BEGIN Excerpted data
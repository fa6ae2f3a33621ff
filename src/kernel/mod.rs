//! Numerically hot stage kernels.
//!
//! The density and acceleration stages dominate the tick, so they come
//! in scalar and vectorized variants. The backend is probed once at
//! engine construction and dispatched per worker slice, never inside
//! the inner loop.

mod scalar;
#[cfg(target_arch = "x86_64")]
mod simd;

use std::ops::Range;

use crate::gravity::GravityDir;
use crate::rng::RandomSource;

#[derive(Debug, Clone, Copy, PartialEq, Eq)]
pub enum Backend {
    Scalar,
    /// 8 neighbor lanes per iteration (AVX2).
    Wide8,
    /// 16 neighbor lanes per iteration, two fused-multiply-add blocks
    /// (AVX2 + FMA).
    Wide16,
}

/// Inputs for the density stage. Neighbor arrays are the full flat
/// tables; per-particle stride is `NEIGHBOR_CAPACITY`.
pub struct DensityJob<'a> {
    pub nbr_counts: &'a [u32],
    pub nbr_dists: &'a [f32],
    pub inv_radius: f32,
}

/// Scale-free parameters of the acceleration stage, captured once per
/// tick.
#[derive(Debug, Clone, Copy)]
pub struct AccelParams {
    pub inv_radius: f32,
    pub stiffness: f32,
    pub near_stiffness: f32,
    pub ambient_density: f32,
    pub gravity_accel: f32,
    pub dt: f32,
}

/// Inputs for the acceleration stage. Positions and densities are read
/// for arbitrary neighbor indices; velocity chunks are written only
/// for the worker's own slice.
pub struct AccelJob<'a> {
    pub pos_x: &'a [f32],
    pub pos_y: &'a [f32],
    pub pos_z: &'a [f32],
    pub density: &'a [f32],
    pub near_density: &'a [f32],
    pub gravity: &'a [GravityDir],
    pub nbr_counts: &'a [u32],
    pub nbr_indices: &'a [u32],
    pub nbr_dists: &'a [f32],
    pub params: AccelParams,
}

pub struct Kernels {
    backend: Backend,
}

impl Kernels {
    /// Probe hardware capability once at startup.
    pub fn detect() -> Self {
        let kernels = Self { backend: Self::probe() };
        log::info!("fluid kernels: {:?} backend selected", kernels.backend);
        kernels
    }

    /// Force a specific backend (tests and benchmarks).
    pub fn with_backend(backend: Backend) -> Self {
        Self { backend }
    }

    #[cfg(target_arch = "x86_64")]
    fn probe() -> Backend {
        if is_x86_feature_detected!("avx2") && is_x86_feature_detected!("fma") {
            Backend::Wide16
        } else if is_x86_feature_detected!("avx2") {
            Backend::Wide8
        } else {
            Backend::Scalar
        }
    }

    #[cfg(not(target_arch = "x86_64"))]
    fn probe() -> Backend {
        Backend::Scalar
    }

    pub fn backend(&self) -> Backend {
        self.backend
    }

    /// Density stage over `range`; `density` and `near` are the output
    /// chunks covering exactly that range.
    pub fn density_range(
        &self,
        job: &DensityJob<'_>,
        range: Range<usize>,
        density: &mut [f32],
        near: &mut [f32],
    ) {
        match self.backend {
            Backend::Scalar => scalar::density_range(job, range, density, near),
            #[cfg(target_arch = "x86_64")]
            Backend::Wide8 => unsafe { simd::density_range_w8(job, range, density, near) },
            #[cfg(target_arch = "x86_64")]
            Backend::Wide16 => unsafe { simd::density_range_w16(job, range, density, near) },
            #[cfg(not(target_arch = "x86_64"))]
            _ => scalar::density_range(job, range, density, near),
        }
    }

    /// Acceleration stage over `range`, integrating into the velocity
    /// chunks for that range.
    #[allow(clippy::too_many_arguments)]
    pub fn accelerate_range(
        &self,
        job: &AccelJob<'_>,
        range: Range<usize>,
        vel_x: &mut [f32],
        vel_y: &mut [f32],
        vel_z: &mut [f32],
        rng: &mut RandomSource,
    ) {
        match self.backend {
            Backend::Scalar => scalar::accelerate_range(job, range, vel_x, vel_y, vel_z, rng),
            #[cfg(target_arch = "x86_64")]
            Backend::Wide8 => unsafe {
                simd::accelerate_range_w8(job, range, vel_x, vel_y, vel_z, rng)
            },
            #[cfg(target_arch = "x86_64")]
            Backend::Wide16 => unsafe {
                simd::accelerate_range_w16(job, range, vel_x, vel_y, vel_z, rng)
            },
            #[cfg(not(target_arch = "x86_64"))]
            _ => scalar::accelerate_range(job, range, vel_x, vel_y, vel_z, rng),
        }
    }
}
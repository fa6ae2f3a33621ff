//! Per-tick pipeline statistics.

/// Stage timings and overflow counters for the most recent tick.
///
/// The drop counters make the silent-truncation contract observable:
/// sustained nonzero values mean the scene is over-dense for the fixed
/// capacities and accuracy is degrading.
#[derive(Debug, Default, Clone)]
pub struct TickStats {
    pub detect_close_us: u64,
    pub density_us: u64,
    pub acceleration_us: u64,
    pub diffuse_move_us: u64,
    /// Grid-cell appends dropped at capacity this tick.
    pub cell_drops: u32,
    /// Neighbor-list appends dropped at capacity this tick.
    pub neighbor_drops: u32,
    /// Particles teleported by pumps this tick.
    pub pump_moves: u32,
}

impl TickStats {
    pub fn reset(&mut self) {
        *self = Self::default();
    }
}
END Excerpted data
Exercise aim: The required output is every line above that contains the string "iteration".

Final answer:
    /// 8 neighbor lanes per iteration (AVX2).
    /// 16 neighbor lanes per iteration, two fused-multiply-add blocks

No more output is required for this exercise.